The "Smart City" is no longer a utopia
Mr. Slembrouck, what is behind the term smart city?
Initially, it was about a city being managed better and more efficiently with the help of data and data systems. Today, however, smart city stands for a digital transformation that is strategically anchored in the urban development of the UN Sustainable Development Agenda 2030. This defines 17 fields of action for protecting the climate, environment, resources and strengthening social cohesion, which applies equally to Smart Regions.
How do the population, municipalities and the economy benefit from the smart city?
Digitization requires new cooperative methods and processes that, above all, enable shared learning in a highly dynamic world. The smart city no longer directs, but orchestrates needs and expectations, and is able to respond flexibly and quickly to changes. Data helps to better understand, forecast, and adapt. Stakeholder "profiting" is thus already inherent in the methodology.
What needs to happen to realize the smart city vision?
Digital transformation can only be successfully addressed with a clear political mandate, because it requires a change in the organization of government and the mindset of its employees. In other words, it needs the courage to be transparent and to enjoy working with other people. At the same time, the city must build a powerful infrastructure for collecting and processing data to enable transparency.
How can the digital transformation of urban networks be accomplished?

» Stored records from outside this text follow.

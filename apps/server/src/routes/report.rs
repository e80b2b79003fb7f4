//! Report routes (`/report`).
//!
//! The day report here takes an explicit `fecha` query parameter; the
//! today-only variant lives under `/sale/ventas-del-dia`. Unlike that one,
//! an empty day on this route is a 404 with the legacy `{"error": ...}`
//! body, because the report screen distinguishes "no sales" from "empty
//! table".

use axum::extract::{Path, Query, State};
use axum::routing::{delete, get};
use axum::{Json, Router};
use serde::Deserialize;
use serde_json::{json, Value};

use caja_core::document::parse_document_number;
use caja_core::timestamp::validate_report_date;
use caja_core::{DailySaleSummary, ValidationError};
use caja_db::DbError;

use crate::error::{ApiError, ApiResult};
use crate::state::AppState;

pub fn router() -> Router<AppState> {
    Router::new()
        .route("/eliminar_venta/:numero_documento", delete(reverse_sale))
        .route("/ventas-del-dia", get(sales_of_day))
}

/// Deletes every line of a receipt and restores the stock each line took.
async fn reverse_sale(
    State(state): State<AppState>,
    Path(numero_documento): Path<String>,
) -> ApiResult<Json<Value>> {
    let document_number = parse_document_number(&numero_documento)?;

    let repo = state.db.sales();
    let lines = state
        .retry
        .run("reverse sale", || repo.reverse(document_number))
        .await
        .map_err(|err| match err {
            DbError::NotFound { .. } => ApiError::NotFoundError(
                "No se encontraron ventas con este número de documento".to_string(),
            ),
            err => ApiError::Database(err),
        })?;

    tracing::info!(document_number, lines, "sale reversed");

    Ok(Json(json!({ "message": "Venta eliminada exitosamente" })))
}

#[derive(Debug, Deserialize)]
struct ReportParams {
    fecha: Option<String>,
}

async fn sales_of_day(
    State(state): State<AppState>,
    Query(params): Query<ReportParams>,
) -> ApiResult<Json<Vec<DailySaleSummary>>> {
    let fecha = params.fecha.ok_or_else(|| ValidationError::Required {
        field: "fecha".to_string(),
    })?;
    let date = validate_report_date(&fecha)?;

    let repo = state.db.sales();
    let summaries = state
        .retry
        .run("sales of day", || repo.daily_summaries(&date))
        .await?;

    if summaries.is_empty() {
        return Err(ApiError::NotFoundError(
            "No se encontraron ventas para la fecha especificada".to_string(),
        ));
    }

    Ok(Json(summaries))
}
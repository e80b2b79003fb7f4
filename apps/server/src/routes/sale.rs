//! Sale routes (`/sale`).
//!
//! Registering a sale and reversing one (see `report.rs`) are the only
//! writes that touch two tables; both happen inside repository transactions
//! so stock and sale lines never drift apart.

use axum::extract::{Path, State};
use axum::routing::{get, post};
use axum::{Json, Router};
use serde_json::{json, Value};

use caja_core::document::{format_document_number, parse_document_number};
use caja_core::timestamp::{normalize_sale_timestamp, DATE_FORMAT};
use caja_core::validation::validate_quantity;
use caja_core::{
    Client, DailySaleSummary, NewSale, SaleDetailLine, SalePayload, SalePrintLine, ValidationError,
};
use caja_db::DbError;

use crate::error::{ApiError, ApiResult};
use crate::state::AppState;

pub fn router() -> Router<AppState> {
    Router::new()
        .route("/detallesVenta/:numero_documento", get(sale_details))
        .route("/imprimirIndividual/:numero_documento", get(print_sale))
        .route("/ventas-del-dia", get(today_sales))
        .route("/total-ventas", get(today_total))
        .route("/primercliente", get(first_client))
        .route("/registrar-venta", post(register_sale))
        .route("/last-document-number", get(next_document_number))
}

/// Today in the `YYYY-MM-DD` form the sale table's date prefix uses.
fn today() -> String {
    chrono::Local::now().format(DATE_FORMAT).to_string()
}

async fn sale_details(
    State(state): State<AppState>,
    Path(numero_documento): Path<String>,
) -> ApiResult<Json<Vec<SaleDetailLine>>> {
    let document_number = parse_document_number(&numero_documento)?;

    let repo = state.db.sales();
    let lines = state
        .retry
        .run("sale details", || repo.details(document_number))
        .await?;

    if lines.is_empty() {
        return Err(ApiError::NotFound(
            "Detalles de venta no encontrados".to_string(),
        ));
    }

    Ok(Json(lines))
}

async fn print_sale(
    State(state): State<AppState>,
    Path(numero_documento): Path<String>,
) -> ApiResult<Json<Vec<SalePrintLine>>> {
    let document_number = parse_document_number(&numero_documento)?;

    let repo = state.db.sales();
    let lines = state
        .retry
        .run("print sale", || repo.print_lines(document_number))
        .await
        .map_err(|err| match err {
            DbError::NotFound { .. } => ApiError::NotFound("Venta no encontrada".to_string()),
            err => ApiError::Database(err),
        })?;

    Ok(Json(lines))
}

/// Today's sales, one row per receipt. An empty day is an empty array, not
/// an error; the dashboard polls this.
async fn today_sales(State(state): State<AppState>) -> ApiResult<Json<Vec<DailySaleSummary>>> {
    let date = today();

    let repo = state.db.sales();
    let summaries = state
        .retry
        .run("today's sales", || repo.daily_summaries(&date))
        .await?;

    Ok(Json(summaries))
}

async fn today_total(State(state): State<AppState>) -> ApiResult<Json<Value>> {
    let date = today();

    let repo = state.db.sales();
    let total = state
        .retry
        .run("today's total", || repo.total_for_day(&date))
        .await?;

    match total {
        Some(total) => Ok(Json(json!({ "total_ventas": total }))),
        None => Err(ApiError::NotFoundError(
            "No se encontraron ventas para la fecha especificada".to_string(),
        )),
    }
}

async fn first_client(State(state): State<AppState>) -> ApiResult<Json<Client>> {
    let repo = state.db.clients();
    let client = state.retry.run("first client", || repo.first()).await?;

    match client {
        Some(client) => Ok(Json(client)),
        None => Err(ApiError::NotFound(
            "No se encontró ningún cliente.".to_string(),
        )),
    }
}

async fn register_sale(
    State(state): State<AppState>,
    Json(payload): Json<SalePayload>,
) -> ApiResult<Json<Value>> {
    validate_quantity(payload.cantidad_producto)?;

    if payload.document_number < 1 {
        return Err(ValidationError::MustBePositive {
            field: "document_number".to_string(),
        }
        .into());
    }

    if !payload.total.is_finite() || payload.total < 0.0 {
        return Err(ValidationError::InvalidFormat {
            field: "total".to_string(),
            reason: "must be a non-negative number".to_string(),
        }
        .into());
    }

    let date = normalize_sale_timestamp(&payload.date)?;

    let sale = NewSale {
        client_id: payload.client_id,
        user_id: payload.user_id,
        branch_id: payload.branch_id,
        product_id: payload.product_id,
        document_number: payload.document_number,
        quantity: payload.cantidad_producto,
        total: payload.total,
        date,
        payment_method: payload.payment_method,
    };

    let repo = state.db.sales();
    state
        .retry
        .run("register sale", || repo.register(&sale))
        .await
        .map_err(|err| match err {
            // No inventory row for this (product, branch): nothing was written
            DbError::NotFound { .. } => {
                ApiError::NotFound("Producto o sucursal no encontrados".to_string())
            }
            err => ApiError::Database(err),
        })?;

    Ok(Json(json!({ "message": "Venta registrada exitosamente" })))
}

/// Allocates the next document number and returns it padded.
///
/// Allocation happens in the database, so two tills asking at the same time
/// always receive different numbers. A number fetched and never used leaves
/// a gap, which is harmless.
async fn next_document_number(State(state): State<AppState>) -> ApiResult<Json<Value>> {
    let repo = state.db.sales();
    let number = state
        .retry
        .run("allocate document number", || repo.next_document_number())
        .await?;

    Ok(Json(
        json!({ "document_number": format_document_number(number) }),
    ))
}
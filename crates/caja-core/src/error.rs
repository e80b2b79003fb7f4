//! # Error Types
//!
//! Domain-specific error types for caja-core.
//!
//! ## Error Hierarchy
//! ```text
//! ┌─────────────────────────────────────────────────────────────────────────┐
//! │                         Error Types                                     │
//! │                                                                         │
//! │  caja-core errors (this file)                                          │
//! │  └── ValidationError  - Input validation failures                      │
//! │                                                                         │
//! │  caja-db errors (separate crate)                                       │
//! │  └── DbError          - Database operation failures                    │
//! │                                                                         │
//! │  HTTP API errors (in apps/server)                                      │
//! │  └── ApiError         - What clients see (serialized)                  │
//! │                                                                         │
//! │  Flow: ValidationError ─┐                                              │
//! │                         ├──► ApiError ──► HTTP status + JSON body      │
//! │        DbError ─────────┘                                              │
//! └─────────────────────────────────────────────────────────────────────────┘
//! ```
//!
//! ## Design Principles
//! 1. Use `thiserror` for derive macros (not manual impl)
//! 2. Include context in error messages (field name, offending value)
//! 3. Errors are enum variants, never String
//! 4. Each error variant maps to a user-facing message

use thiserror::Error;

// =============================================================================
// Validation Error
// =============================================================================

/// Input validation errors.
///
/// These errors occur when request input doesn't meet requirements.
/// Used for early validation before any database statement runs, so a bad
/// request never reaches the retry path.
#[derive(Debug, Error)]
pub enum ValidationError {
    /// A required field is missing or empty.
    #[error("{field} is required")]
    Required { field: String },

    /// Field value is too long.
    #[error("{field} must be at most {max} characters")]
    TooLong { field: String, max: usize },

    /// Value must be positive.
    #[error("{field} must be positive")]
    MustBePositive { field: String },

    /// Invalid format (e.g., unparsable document number or date).
    #[error("{field} has invalid format: {reason}")]
    InvalidFormat { field: String, reason: String },
}

// =============================================================================
// Result Type Alias
// =============================================================================

/// Convenience type alias for Results with ValidationError.
pub type ValidationResult<T> = Result<T, ValidationError>;

// =============================================================================
// Unit Tests
// =============================================================================
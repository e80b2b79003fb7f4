//! Branch routes (`/branch`).

use axum::extract::{Path, State};
use axum::http::StatusCode;
use axum::routing::{get, post, put};
use axum::{Json, Router};
use serde_json::{json, Value};

use caja_core::validation::validate_required_text;
use caja_core::{Branch, BranchState, BranchUpdate, NewBranch};
use caja_db::DbError;

use crate::error::{ApiError, ApiResult};
use crate::state::AppState;

pub fn router() -> Router<AppState> {
    Router::new()
        .route("/addbranch", post(add_branch))
        .route("/allbranches", get(all_branches))
        .route("/:id", put(update_branch))
        .route("/:id/disable", put(disable_branch))
        .route("/:id/activate", put(activate_branch))
}

async fn add_branch(
    State(state): State<AppState>,
    Json(payload): Json<NewBranch>,
) -> ApiResult<(StatusCode, Json<Branch>)> {
    let name = validate_required_text("name", &payload.name)?;

    let repo = state.db.branches();
    let branch = state
        .retry
        .run("add branch", || {
            repo.create(
                &name,
                payload.location.as_deref(),
                payload.manager.as_deref(),
                payload.phone.as_deref(),
            )
        })
        .await?;

    Ok((StatusCode::CREATED, Json(branch)))
}

async fn all_branches(State(state): State<AppState>) -> ApiResult<Json<Vec<Branch>>> {
    let repo = state.db.branches();
    let branches = state.retry.run("list branches", || repo.list_all()).await?;

    Ok(Json(branches))
}

async fn update_branch(
    State(state): State<AppState>,
    Path(id): Path<i64>,
    Json(changes): Json<BranchUpdate>,
) -> ApiResult<Json<Branch>> {
    let repo = state.db.branches();
    let branch = state
        .retry
        .run("update branch", || repo.update(id, &changes))
        .await
        .map_err(branch_not_found)?;

    Ok(Json(branch))
}

async fn disable_branch(
    State(state): State<AppState>,
    Path(id): Path<i64>,
) -> ApiResult<Json<Value>> {
    let repo = state.db.branches();
    state
        .retry
        .run("disable branch", || {
            repo.set_state(id, BranchState::Disabled)
        })
        .await
        .map_err(branch_not_found)?;

    // The frontend matches this exact text, English head and all
    Ok(Json(json!({ "message": "Branch desactivado correctamente" })))
}

async fn activate_branch(
    State(state): State<AppState>,
    Path(id): Path<i64>,
) -> ApiResult<Json<Value>> {
    let repo = state.db.branches();
    state
        .retry
        .run("activate branch", || repo.set_state(id, BranchState::Active))
        .await
        .map_err(branch_not_found)?;

    Ok(Json(json!({ "message": "Sucursal activada correctamente" })))
}

fn branch_not_found(err: DbError) -> ApiError {
    match err {
        DbError::NotFound { .. } => ApiError::NotFound("Sucursal no encontrada".to_string()),
        err => ApiError::Database(err),
    }
}
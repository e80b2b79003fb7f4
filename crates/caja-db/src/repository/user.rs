//! # User Repository
//!
//! Database operations for user accounts.
//!
//! ## Credential Handling
//! ```text
//! ┌─────────────────────────────────────────────────────────────────────────┐
//! │                    Where Passwords Live                                 │
//! │                                                                         │
//! │  HTTP payload (clear)                                                  │
//! │       │                                                                 │
//! │       ▼  hashed at the API layer (argon2)                              │
//! │  UserRepository::create(username, password_hash, role)                 │
//! │       │                                                                 │
//! │       ▼                                                                 │
//! │  users.password column (argon2 PHC string)                             │
//! │       │                                                                 │
//! │       ▼  login                                                          │
//! │  find_credentials() → UserCredentials (NOT serializable)               │
//! │       │                                                                 │
//! │       ▼  verified at the API layer, hash discarded                     │
//! │  User (no password field) → JSON response                              │
//! │                                                                         │
//! └─────────────────────────────────────────────────────────────────────────┘
//! ```
//!
//! [`User`] deliberately has no password field, so no query in this module
//! can leak a hash into a response.

use sqlx::SqlitePool;
use tracing::debug;

use caja_core::{RecordState, User};

use crate::error::{DbError, DbResult};

/// A user row including its stored password hash.
///
/// Only [`UserRepository::find_credentials`] produces this, and it is
/// deliberately not `Serialize`: the hash is for in-process verification
/// and never crosses the HTTP boundary.
#[derive(Debug, Clone, sqlx::FromRow)]
pub struct UserCredentials {
    pub id: i64,
    pub username: String,
    pub password: String,
    pub role: String,
}

/// Repository for user database operations.
#[derive(Debug, Clone)]
pub struct UserRepository {
    pool: SqlitePool,
}

impl UserRepository {
    /// Creates a new UserRepository.
    pub fn new(pool: SqlitePool) -> Self {
        UserRepository { pool }
    }

    /// Inserts a new user and returns the created row (without the hash).
    ///
    /// `password_hash` must already be an argon2 PHC string; this layer
    /// never sees clear passwords.
    pub async fn create(&self, username: &str, password_hash: &str, role: &str) -> DbResult<User> {
        debug!(username = %username, role = %role, "Inserting user");

        let id = sqlx::query(
            r#"
            INSERT INTO users (username, password, role)
            VALUES (?1, ?2, ?3)
            "#,
        )
        .bind(username)
        .bind(password_hash)
        .bind(role)
        .execute(&self.pool)
        .await?
        .last_insert_rowid();

        self.get_by_id(id)
            .await?
            .ok_or_else(|| DbError::not_found("User", id.to_string()))
    }

    /// Lists all users. Hashes stay in the database.
    pub async fn list_all(&self) -> DbResult<Vec<User>> {
        let users = sqlx::query_as::<_, User>(
            r#"
            SELECT id, username, role, state
            FROM users
            ORDER BY id
            "#,
        )
        .fetch_all(&self.pool)
        .await?;

        Ok(users)
    }

    /// Gets a user by ID.
    pub async fn get_by_id(&self, id: i64) -> DbResult<Option<User>> {
        let user = sqlx::query_as::<_, User>(
            r#"
            SELECT id, username, role, state
            FROM users
            WHERE id = ?1
            "#,
        )
        .bind(id)
        .fetch_optional(&self.pool)
        .await?;

        Ok(user)
    }

    /// Partially updates a user and returns the updated row.
    ///
    /// `password_hash` as `None` leaves the stored hash untouched; the API
    /// layer maps an absent or empty password field to `None`.
    pub async fn update(
        &self,
        id: i64,
        username: Option<&str>,
        password_hash: Option<&str>,
        role: Option<&str>,
    ) -> DbResult<User> {
        debug!(id = %id, "Updating user");

        let result = sqlx::query(
            r#"
            UPDATE users SET
                username = COALESCE(?2, username),
                password = COALESCE(?3, password),
                role = COALESCE(?4, role)
            WHERE id = ?1
            "#,
        )
        .bind(id)
        .bind(username)
        .bind(password_hash)
        .bind(role)
        .execute(&self.pool)
        .await?;

        if result.rows_affected() == 0 {
            return Err(DbError::not_found("User", id.to_string()));
        }

        self.get_by_id(id)
            .await?
            .ok_or_else(|| DbError::not_found("User", id.to_string()))
    }

    /// Sets the user state (activate / disable).
    ///
    /// ## Errors
    /// * `DbError::NotFound` - No user with this ID
    pub async fn set_state(&self, id: i64, state: RecordState) -> DbResult<()> {
        debug!(id = %id, ?state, "Toggling user state");

        let result = sqlx::query(
            r#"
            UPDATE users SET state = ?2 WHERE id = ?1
            "#,
        )
        .bind(id)
        .bind(state)
        .execute(&self.pool)
        .await?;

        if result.rows_affected() == 0 {
            return Err(DbError::not_found("User", id.to_string()));
        }

        Ok(())
    }

    /// Looks up login credentials by username.
    ///
    /// Returns the stored hash for in-process verification. No state filter:
    /// the login contract predates soft-disable and still admits any row.
    pub async fn find_credentials(&self, username: &str) -> DbResult<Option<UserCredentials>> {
        let credentials = sqlx::query_as::<_, UserCredentials>(
            r#"
            SELECT id, username, password, role
            FROM users
            WHERE username = ?1
            "#,
        )
        .bind(username)
        .fetch_optional(&self.pool)
        .await?;

        Ok(credentials)
    }
}

// =============================================================================
// Unit Tests
// =============================================================================

#[cfg(test)]
mod tests {
    use super::*;
    use crate::pool::{Database, DbConfig};

    async fn test_db() -> Database {
        Database::new(DbConfig::in_memory()).await.unwrap()
    }

    #[tokio::test]
    async fn test_create_and_find_credentials() {
        let db = test_db().await;
        let repo = db.users();

        let user = repo
            .create("lucia", "$argon2id$fake-hash", "cajera")
            .await
            .unwrap();
        assert_eq!(user.username, "lucia");
        assert_eq!(user.state, RecordState::Active);

        let creds = repo.find_credentials("lucia").await.unwrap().unwrap();
        assert_eq!(creds.id, user.id);
        assert_eq!(creds.password, "$argon2id$fake-hash");
        assert_eq!(creds.role, "cajera");

        assert!(repo.find_credentials("nadie").await.unwrap().is_none());
    }

    #[tokio::test]
    async fn test_update_without_password_keeps_hash() {
        let db = test_db().await;
        let repo = db.users();

        let user = repo
            .create("mario", "$argon2id$original", "admin")
            .await
            .unwrap();

        let updated = repo
            .update(user.id, Some("mario.g"), None, None)
            .await
            .unwrap();
        assert_eq!(updated.username, "mario.g");
        assert_eq!(updated.role, "admin");

        let creds = repo.find_credentials("mario.g").await.unwrap().unwrap();
        assert_eq!(creds.password, "$argon2id$original");
    }

    #[tokio::test]
    async fn test_update_with_password_replaces_hash() {
        let db = test_db().await;
        let repo = db.users();

        let user = repo
            .create("sofia", "$argon2id$old", "cajera")
            .await
            .unwrap();

        repo.update(user.id, None, Some("$argon2id$new"), None)
            .await
            .unwrap();

        let creds = repo.find_credentials("sofia").await.unwrap().unwrap();
        assert_eq!(creds.password, "$argon2id$new");
    }

    #[tokio::test]
    async fn test_state_toggle_uses_legacy_spelling() {
        let db = test_db().await;
        let repo = db.users();

        let user = repo
            .create("ana", "$argon2id$hash", "cajera")
            .await
            .unwrap();

        repo.set_state(user.id, RecordState::Disable).await.unwrap();

        // The stored value must be the historical 'disable' (no trailing d)
        let raw: String = sqlx::query_scalar("SELECT state FROM users WHERE id = ?1")
            .bind(user.id)
            .fetch_one(db.pool())
            .await
            .unwrap();
        assert_eq!(raw, "disable");

        let reread = repo.get_by_id(user.id).await.unwrap().unwrap();
        assert_eq!(reread.state, RecordState::Disable);
    }

    #[tokio::test]
    async fn test_update_missing_user_is_not_found() {
        let db = test_db().await;

        let err = db.users().update(999, Some("x"), None, None).await.unwrap_err();
        assert!(matches!(err, DbError::NotFound { .. }));
    }
}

To cope with climate and environmental changes and to avoid weather disasters, the city needs a lot of data, new data, high-quality data. This can only be done with appropriate sensor technology. At the same time, urban areas also need to be digitally developed and offer people access to fast Internet, because otherwise city centers will die. All of this requires high-performance data infrastructures that combine fiber optics with mobile communications and WLAN. This is where innovative solutions such as the modular systems of the pe-light family from eks Engel, which can be used to upgrade existing components such as light poles or masts of traffic light systems to network nodes, can play an important role.
Is the smart city still a dream of the future or have projects already been implemented?
In Germany, around 300 municipalities define themselves as smart cities or smart regions, and at different levels of maturity. Transformation processes always smolder underground for a long time until they lead to tangible changes. At a certain point, many things then change very quickly. Incidentally, this is something we experience in almost all innovation processes.